Research carried out in collaboration with the AQA exam board shows that: 
STRESSED GCSE CANDIDATES GET LOWER RESULTS
BBC News has reported that: Teenagers who stress about doing well in their GCSE exams are likely to get lower results than peers who remain calmer.
Researchers said pupils who worried about grades scored up to one and a half grades lower than their peers.
The difference between those who never worried and those that always did could be the difference between an A* and a B grade, the researchers said.
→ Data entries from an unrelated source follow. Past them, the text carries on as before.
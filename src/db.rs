use rusqlite::Connection;
use std::path::Path;

pub fn open_db(workspace: &Path) -> anyhow::Result<Connection> {
    std::fs::create_dir_all(workspace)?;
    let db_path = workspace.join("gradetrack.sqlite3");
    let conn = Connection::open(db_path)?;
    conn.execute("PRAGMA foreign_keys = ON", [])?;

    conn.execute(
        "CREATE TABLE IF NOT EXISTS profiles(
            id TEXT PRIMARY KEY,
            full_name TEXT,
            college_name TEXT,
            enrollment_no TEXT,
            role TEXT NOT NULL DEFAULT 'student',
            updated_at TEXT
        )",
        [],
    )?;

    conn.execute(
        "CREATE TABLE IF NOT EXISTS grading_schemes(
            id INTEGER PRIMARY KEY,
            scheme_name TEXT NOT NULL,
            grade_cutoffs TEXT NOT NULL,
            is_default INTEGER NOT NULL DEFAULT 0,
            created_at TEXT
        )",
        [],
    )?;

    conn.execute(
        "CREATE TABLE IF NOT EXISTS subject_templates(
            id INTEGER PRIMARY KEY,
            subject_name TEXT NOT NULL,
            default_credits INTEGER NOT NULL,
            year INTEGER NOT NULL,
            term INTEGER NOT NULL,
            branch TEXT NOT NULL,
            grading_scheme_id INTEGER,
            FOREIGN KEY(grading_scheme_id) REFERENCES grading_schemes(id)
        )",
        [],
    )?;
    conn.execute(
        "CREATE INDEX IF NOT EXISTS idx_subject_templates_slot
         ON subject_templates(year, term, branch)",
        [],
    )?;

    conn.execute(
        "CREATE TABLE IF NOT EXISTS semesters(
            id INTEGER PRIMARY KEY,
            user_id TEXT NOT NULL,
            title TEXT NOT NULL,
            year INTEGER NOT NULL,
            term INTEGER NOT NULL,
            branch TEXT NOT NULL,
            calculated_sgpa REAL,
            total_credits INTEGER,
            created_at TEXT
        )",
        [],
    )?;
    conn.execute(
        "CREATE INDEX IF NOT EXISTS idx_semesters_user ON semesters(user_id)",
        [],
    )?;

    conn.execute(
        "CREATE TABLE IF NOT EXISTS subject_marks(
            id INTEGER PRIMARY KEY,
            semester_id INTEGER NOT NULL,
            subject_name TEXT NOT NULL,
            credits INTEGER NOT NULL,
            continuous_mark REAL,
            midterm_mark REAL,
            final_mark REAL,
            assumed_marks TEXT,
            is_graded INTEGER NOT NULL DEFAULT 1,
            overridden_grade TEXT,
            overridden_points REAL,
            sort_order INTEGER NOT NULL DEFAULT 0,
            FOREIGN KEY(semester_id) REFERENCES semesters(id)
        )",
        [],
    )?;
    ensure_subject_marks_sort_order(&conn)?;
    conn.execute(
        "CREATE INDEX IF NOT EXISTS idx_subject_marks_semester
         ON subject_marks(semester_id, sort_order)",
        [],
    )?;

    seed_default_scheme(&conn)?;

    Ok(conn)
}

/// Baseline cutoff table installed into fresh workspaces. Admins can add
/// schemes and move the default flag afterwards.
pub const DEFAULT_SCHEME_NAME: &str = "Standard 10-point";
pub const DEFAULT_SCHEME_CUTOFFS: &str =
    r#"[{"grade":"A+","minTotal":85.0},{"grade":"A","minTotal":75.0},{"grade":"B+","minTotal":65.0},{"grade":"B","minTotal":55.0},{"grade":"C","minTotal":50.0},{"grade":"P","minTotal":45.0},{"grade":"P-","minTotal":40.0},{"grade":"F","minTotal":0.0}]"#;

fn seed_default_scheme(conn: &Connection) -> anyhow::Result<()> {
    let count: i64 = conn.query_row("SELECT COUNT(*) FROM grading_schemes", [], |r| r.get(0))?;
    if count > 0 {
        return Ok(());
    }
    conn.execute(
        "INSERT INTO grading_schemes(scheme_name, grade_cutoffs, is_default, created_at)
         VALUES(?, ?, 1, strftime('%Y-%m-%dT%H:%M:%SZ','now'))",
        (DEFAULT_SCHEME_NAME, DEFAULT_SCHEME_CUTOFFS),
    )?;
    Ok(())
}

fn ensure_subject_marks_sort_order(conn: &Connection) -> anyhow::Result<()> {
    // Early workspaces stored marks without an explicit order. Add the column
    // and backfill from insert order.
    if table_has_column(conn, "subject_marks", "sort_order")? {
        return Ok(());
    }

    conn.execute(
        "ALTER TABLE subject_marks ADD COLUMN sort_order INTEGER NOT NULL DEFAULT 0",
        [],
    )?;

    let mut sem_stmt = conn.prepare("SELECT id FROM semesters ORDER BY rowid")?;
    let semester_ids = sem_stmt
        .query_map([], |row| row.get::<_, i64>(0))?
        .collect::<Result<Vec<_>, _>>()?;

    let mut marks_stmt =
        conn.prepare("SELECT id FROM subject_marks WHERE semester_id = ? ORDER BY rowid")?;

    for sid in semester_ids {
        let mark_ids = marks_stmt
            .query_map([sid], |row| row.get::<_, i64>(0))?
            .collect::<Result<Vec<_>, _>>()?;
        for (i, mid) in mark_ids.iter().enumerate() {
            conn.execute(
                "UPDATE subject_marks SET sort_order = ? WHERE id = ?",
                (i as i64, mid),
            )?;
        }
    }

    Ok(())
}

fn table_has_column(conn: &Connection, table: &str, column: &str) -> anyhow::Result<bool> {
    let sql = format!("PRAGMA table_info({})", table);
    let mut stmt = conn.prepare(&sql)?;
    let mut rows = stmt.query([])?;
    while let Some(row) = rows.next()? {
        let name: String = row.get(1)?;
        if name == column {
            return Ok(true);
        }
    }
    Ok(false)
}
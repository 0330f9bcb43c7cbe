use serde_json::json;
use std::io::{BufRead, BufReader, Write};
use std::path::PathBuf;
use std::process::{Child, ChildStdin, ChildStdout, Command, Stdio};
use std::time::{SystemTime, UNIX_EPOCH};

fn temp_dir(prefix: &str) -> PathBuf {
    let p = std::env::temp_dir().join(format!(
        "{}-{}",
        prefix,
        SystemTime::now()
            .duration_since(UNIX_EPOCH)
            .expect("clock")
            .as_nanos()
    ));
    std::fs::create_dir_all(&p).expect("create temp dir");
    p
}

fn spawn_sidecar() -> (Child, ChildStdin, BufReader<ChildStdout>) {
    let exe = env!("CARGO_BIN_EXE_gradetrackd");
    let mut child = Command::new(exe)
        .stdin(Stdio::piped())
        .stdout(Stdio::piped())
        .stderr(Stdio::null())
        .spawn()
        .expect("spawn gradetrackd");
    let stdin = child.stdin.take().expect("child stdin");
    let stdout = child.stdout.take().expect("child stdout");
    (child, stdin, BufReader::new(stdout))
}

fn request(
    stdin: &mut ChildStdin,
    reader: &mut BufReader<ChildStdout>,
    id: &str,
    method: &str,
    params: serde_json::Value,
) -> serde_json::Value {
    let payload = json!({
        "id": id,
        "method": method,
        "params": params,
    });
    writeln!(stdin, "{}", payload).expect("write request");
    stdin.flush().expect("flush request");

    let mut line = String::new();
    reader.read_line(&mut line).expect("read response line");
    assert!(!line.trim().is_empty(), "empty response for {}", method);
    let value: serde_json::Value = serde_json::from_str(line.trim()).expect("parse response json");
    assert_eq!(value.get("id").and_then(|v| v.as_str()), Some(id));
    if value.get("ok").and_then(|v| v.as_bool()) == Some(false) {
        let code = value
            .get("error")
            .and_then(|e| e.get("code"))
            .and_then(|v| v.as_str())
            .unwrap_or("unknown");
        assert_ne!(
            code, "not_implemented",
            "unexpected unknown method for {}",
            method
        );
    }
    value
}

fn error_code(resp: &serde_json::Value) -> &str {
    resp.get("error")
        .and_then(|e| e.get("code"))
        .and_then(|v| v.as_str())
        .unwrap_or("")
}

#[test]
fn router_dispatch_smoke_covers_handler_families() {
    let workspace = temp_dir("gradetrack-router-smoke");

    let (mut child, mut stdin, mut reader) = spawn_sidecar();

    let health = request(&mut stdin, &mut reader, "1", "health", json!({}));
    assert_eq!(health.get("ok").and_then(|v| v.as_bool()), Some(true));

    let _ = request(
        &mut stdin,
        &mut reader,
        "2",
        "workspace.select",
        json!({ "path": workspace.to_string_lossy() }),
    );

    let profile = request(
        &mut stdin,
        &mut reader,
        "3",
        "profile.get",
        json!({ "userId": "smoke-user" }),
    );
    assert_eq!(
        profile
            .get("result")
            .and_then(|r| r.get("role"))
            .and_then(|v| v.as_str()),
        Some("student")
    );

    let _ = request(
        &mut stdin,
        &mut reader,
        "4",
        "profile.update",
        json!({
            "userId": "smoke-user",
            "patch": { "fullName": "Smoke User", "collegeName": "Test College" }
        }),
    );
    let bad_role = request(
        &mut stdin,
        &mut reader,
        "4b",
        "profile.update",
        json!({ "userId": "smoke-user", "patch": { "role": "admin" } }),
    );
    assert_eq!(error_code(&bad_role), "bad_params");

    // A fresh workspace carries exactly one seeded default scheme.
    let schemes = request(&mut stdin, &mut reader, "5", "schemes.list", json!({}));
    let scheme_rows = schemes
        .get("result")
        .and_then(|r| r.get("schemes"))
        .and_then(|v| v.as_array())
        .expect("schemes array");
    assert_eq!(scheme_rows.len(), 1);
    assert_eq!(
        scheme_rows[0].get("isDefault").and_then(|v| v.as_bool()),
        Some(true)
    );

    // Mutations are admin-gated; an unknown caller is a plain student.
    let denied = request(
        &mut stdin,
        &mut reader,
        "6",
        "schemes.create",
        json!({
            "userId": "smoke-user",
            "schemeName": "Custom",
            "cutoffs": [{ "grade": "A", "minTotal": 70.0 }, { "grade": "F", "minTotal": 0.0 }]
        }),
    );
    assert_eq!(error_code(&denied), "forbidden");

    let _ = request(&mut stdin, &mut reader, "7", "templates.list", json!({}));

    let created = request(
        &mut stdin,
        &mut reader,
        "8",
        "semesters.create",
        json!({ "userId": "smoke-user", "year": 2, "term": 1, "branch": "CSE" }),
    );
    let semester_id = created
        .get("result")
        .and_then(|r| r.get("semesterId"))
        .and_then(|v| v.as_i64())
        .expect("semesterId");

    let _ = request(
        &mut stdin,
        &mut reader,
        "9",
        "semesters.list",
        json!({ "userId": "smoke-user" }),
    );
    let _ = request(
        &mut stdin,
        &mut reader,
        "10",
        "semesters.update",
        json!({ "semesterId": semester_id, "patch": { "title": "Sem 3" } }),
    );

    let _ = request(
        &mut stdin,
        &mut reader,
        "11",
        "marks.list",
        json!({ "semesterId": semester_id }),
    );
    let saved = request(
        &mut stdin,
        &mut reader,
        "12",
        "marks.save",
        json!({
            "semesterId": semester_id,
            "subjects": [
                {
                    "subjectName": "Algorithms",
                    "credits": 4,
                    "marks": { "continuous": 25.0, "midterm": 25.0, "final": 30.0 }
                }
            ]
        }),
    );
    assert_eq!(saved.get("ok").and_then(|v| v.as_bool()), Some(true));

    let _ = request(
        &mut stdin,
        &mut reader,
        "13",
        "whatif.predict",
        json!({ "semesterId": semester_id, "target": 8.0 }),
    );
    let _ = request(
        &mut stdin,
        &mut reader,
        "14",
        "record.summary",
        json!({ "userId": "smoke-user" }),
    );
    let _ = request(
        &mut stdin,
        &mut reader,
        "15",
        "semesters.resetTemplate",
        json!({ "semesterId": semester_id }),
    );
    let _ = request(
        &mut stdin,
        &mut reader,
        "16",
        "semesters.delete",
        json!({ "semesterId": semester_id }),
    );

    let missing_param = request(&mut stdin, &mut reader, "17", "profile.get", json!({}));
    assert_eq!(error_code(&missing_param), "bad_params");

    drop(stdin);
    let _ = child.wait();
    let _ = std::fs::remove_dir_all(workspace);
}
"There is no doubt that test anxiety, or to be more precise a high degree of worry over one's performance or the consequences of one's performance, has a detrimental effect on GCSE performance.”
   

Help Yourself...

Breathe & Relax
Begin to calm yourself by taking a breath in as you count to three; hold the breath for a moment and breathe out slowly as you count to five.
You can use this method at any time in any place when you wish to feel calmer.
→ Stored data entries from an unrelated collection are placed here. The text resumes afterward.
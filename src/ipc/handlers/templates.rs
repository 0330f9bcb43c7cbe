use crate::ipc::error::{calc_err, err, ok};
use crate::ipc::helpers;
use crate::ipc::types::{AppState, Request};
use rusqlite::OptionalExtension;
use serde_json::json;

fn handle_templates_list(state: &mut AppState, req: &Request) -> serde_json::Value {
    let Some(conn) = state.db.as_ref() else {
        return ok(&req.id, json!({ "templates": [] }));
    };

    let year = req.params.get("year").and_then(|v| v.as_i64());
    let term = req.params.get("term").and_then(|v| v.as_i64());
    let branch = req
        .params
        .get("branch")
        .and_then(|v| v.as_str())
        .map(|s| s.trim().to_string())
        .filter(|s| !s.is_empty());

    let mut stmt = match conn.prepare(
        "SELECT id, subject_name, default_credits, year, term, branch, grading_scheme_id
         FROM subject_templates
         WHERE (?1 IS NULL OR year = ?1)
           AND (?2 IS NULL OR term = ?2)
           AND (?3 IS NULL OR branch = ?3)
         ORDER BY year, term, branch, subject_name",
    ) {
        Ok(s) => s,
        Err(e) => return err(&req.id, "db_query_failed", e.to_string(), None),
    };

    let rows = stmt
        .query_map((year, term, branch.as_deref()), |row| {
            let id: i64 = row.get(0)?;
            let subject_name: String = row.get(1)?;
            let default_credits: i64 = row.get(2)?;
            let year: i64 = row.get(3)?;
            let term: i64 = row.get(4)?;
            let branch: String = row.get(5)?;
            let grading_scheme_id: Option<i64> = row.get(6)?;
            Ok(json!({
                "templateId": id,
                "subjectName": subject_name,
                "defaultCredits": default_credits,
                "year": year,
                "term": term,
                "branch": branch,
                "gradingSchemeId": grading_scheme_id
            }))
        })
        .and_then(|it| it.collect::<Result<Vec<_>, _>>());

    match rows {
        Ok(templates) => ok(&req.id, json!({ "templates": templates })),
        Err(e) => err(&req.id, "db_query_failed", e.to_string(), None),
    }
}

fn handle_templates_create(state: &mut AppState, req: &Request) -> serde_json::Value {
    let Some(conn) = state.db.as_ref() else {
        return err(&req.id, "no_workspace", "select a workspace first", None);
    };

    let user_id = match req.params.get("userId").and_then(|v| v.as_str()) {
        Some(v) => v.to_string(),
        None => return err(&req.id, "bad_params", "missing userId", None),
    };
    if let Err(e) = helpers::require_admin(conn, &user_id) {
        return calc_err(&req.id, e);
    }

    let subject_name = match req.params.get("subjectName").and_then(|v| v.as_str()) {
        Some(v) => v.trim().to_string(),
        None => return err(&req.id, "bad_params", "missing subjectName", None),
    };
    if subject_name.is_empty() {
        return err(&req.id, "bad_params", "subjectName must not be empty", None);
    }

    let default_credits = match req.params.get("defaultCredits").and_then(|v| v.as_i64()) {
        Some(v) => v,
        None => return err(&req.id, "bad_params", "missing defaultCredits", None),
    };
    if default_credits < 0 {
        return err(
            &req.id,
            "validation_error",
            "defaultCredits must not be negative",
            None,
        );
    }

    let year = match req.params.get("year").and_then(|v| v.as_i64()) {
        Some(v) => v,
        None => return err(&req.id, "bad_params", "missing year", None),
    };
    let term = match req.params.get("term").and_then(|v| v.as_i64()) {
        Some(v) => v,
        None => return err(&req.id, "bad_params", "missing term", None),
    };
    let branch = match req.params.get("branch").and_then(|v| v.as_str()) {
        Some(v) => v.trim().to_string(),
        None => return err(&req.id, "bad_params", "missing branch", None),
    };

    let grading_scheme_id = req.params.get("gradingSchemeId").and_then(|v| v.as_i64());
    if let Some(sid) = grading_scheme_id {
        let exists: Option<i64> = match conn
            .query_row("SELECT 1 FROM grading_schemes WHERE id = ?", [sid], |r| {
                r.get(0)
            })
            .optional()
        {
            Ok(v) => v,
            Err(e) => return err(&req.id, "db_query_failed", e.to_string(), None),
        };
        if exists.is_none() {
            return err(&req.id, "not_found", "grading scheme not found", None);
        }
    }

    if let Err(e) = conn.execute(
        "INSERT INTO subject_templates(subject_name, default_credits, year, term, branch, grading_scheme_id)
         VALUES(?, ?, ?, ?, ?, ?)",
        (
            &subject_name,
            default_credits,
            year,
            term,
            &branch,
            grading_scheme_id,
        ),
    ) {
        return err(
            &req.id,
            "db_insert_failed",
            e.to_string(),
            Some(json!({ "table": "subject_templates" })),
        );
    }

    ok(
        &req.id,
        json!({ "templateId": conn.last_insert_rowid(), "subjectName": subject_name }),
    )
}

fn handle_templates_update(state: &mut AppState, req: &Request) -> serde_json::Value {
    let Some(conn) = state.db.as_ref() else {
        return err(&req.id, "no_workspace", "select a workspace first", None);
    };

    let user_id = match req.params.get("userId").and_then(|v| v.as_str()) {
        Some(v) => v.to_string(),
        None => return err(&req.id, "bad_params", "missing userId", None),
    };
    if let Err(e) = helpers::require_admin(conn, &user_id) {
        return calc_err(&req.id, e);
    }

    let template_id = match req.params.get("templateId").and_then(|v| v.as_i64()) {
        Some(v) => v,
        None => return err(&req.id, "bad_params", "missing templateId", None),
    };
    let Some(patch) = req.params.get("patch").and_then(|v| v.as_object()) else {
        return err(&req.id, "bad_params", "missing patch object", None);
    };

    let exists: Option<i64> = match conn
        .query_row(
            "SELECT 1 FROM subject_templates WHERE id = ?",
            [template_id],
            |r| r.get(0),
        )
        .optional()
    {
        Ok(v) => v,
        Err(e) => return err(&req.id, "db_query_failed", e.to_string(), None),
    };
    if exists.is_none() {
        return err(&req.id, "not_found", "subject template not found", None);
    }

    if let Some(credits) = patch.get("defaultCredits").and_then(|v| v.as_i64()) {
        if credits < 0 {
            return err(
                &req.id,
                "validation_error",
                "defaultCredits must not be negative",
                None,
            );
        }
        if let Err(e) = conn.execute(
            "UPDATE subject_templates SET default_credits = ? WHERE id = ?",
            (credits, template_id),
        ) {
            return err(&req.id, "db_update_failed", e.to_string(), None);
        }
    }
    if let Some(name) = patch
        .get("subjectName")
        .and_then(|v| v.as_str())
        .map(str::trim)
        .filter(|s| !s.is_empty())
    {
        if let Err(e) = conn.execute(
            "UPDATE subject_templates SET subject_name = ? WHERE id = ?",
            (name, template_id),
        ) {
            return err(&req.id, "db_update_failed", e.to_string(), None);
        }
    }
    for key in ["year", "term"] {
        if let Some(v) = patch.get(key).and_then(|v| v.as_i64()) {
            let sql = format!("UPDATE subject_templates SET {} = ? WHERE id = ?", key);
            if let Err(e) = conn.execute(&sql, (v, template_id)) {
                return err(&req.id, "db_update_failed", e.to_string(), None);
            }
        }
    }
    if let Some(branch) = patch
        .get("branch")
        .and_then(|v| v.as_str())
        .map(str::trim)
        .filter(|s| !s.is_empty())
    {
        if let Err(e) = conn.execute(
            "UPDATE subject_templates SET branch = ? WHERE id = ?",
            (branch, template_id),
        ) {
            return err(&req.id, "db_update_failed", e.to_string(), None);
        }
    }
    if let Some(v) = patch.get("gradingSchemeId") {
        let scheme_id = v.as_i64();
        if v.is_null() || scheme_id.is_some() {
            if let Err(e) = conn.execute(
                "UPDATE subject_templates SET grading_scheme_id = ? WHERE id = ?",
                (scheme_id, template_id),
            ) {
                return err(&req.id, "db_update_failed", e.to_string(), None);
            }
        }
    }

    ok(&req.id, json!({ "templateId": template_id }))
}

fn handle_templates_delete(state: &mut AppState, req: &Request) -> serde_json::Value {
    let Some(conn) = state.db.as_ref() else {
        return err(&req.id, "no_workspace", "select a workspace first", None);
    };

    let user_id = match req.params.get("userId").and_then(|v| v.as_str()) {
        Some(v) => v.to_string(),
        None => return err(&req.id, "bad_params", "missing userId", None),
    };
    if let Err(e) = helpers::require_admin(conn, &user_id) {
        return calc_err(&req.id, e);
    }

    let template_id = match req.params.get("templateId").and_then(|v| v.as_i64()) {
        Some(v) => v,
        None => return err(&req.id, "bad_params", "missing templateId", None),
    };

    let deleted = match conn.execute("DELETE FROM subject_templates WHERE id = ?", [template_id]) {
        Ok(n) => n,
        Err(e) => {
            return err(
                &req.id,
                "db_delete_failed",
                e.to_string(),
                Some(json!({ "table": "subject_templates" })),
            )
        }
    };
    if deleted == 0 {
        return err(&req.id, "not_found", "subject template not found", None);
    }

    ok(&req.id, json!({ "ok": true }))
}

pub fn try_handle(state: &mut AppState, req: &Request) -> Option<serde_json::Value> {
    match req.method.as_str() {
        "templates.list" => Some(handle_templates_list(state, req)),
        "templates.create" => Some(handle_templates_create(state, req)),
        "templates.update" => Some(handle_templates_update(state, req)),
        "templates.delete" => Some(handle_templates_delete(state, req)),
        _ => None,
    }
}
You can increase your feelings of relaxation by simply by closing your eyes, counting from one to ten and with each out-breath saying the word ‘relax’ to yourself.

Take a Break!
Taking a 20-minute healing break every two hours or so, allows your mind and body to recover – it’s more than just a luxury to feel good! Your mind & body need a chance to replenish the internal supplies of available energy - to clear up the backlog of unfinished business and prepare for another hour and a half of good work, play and health.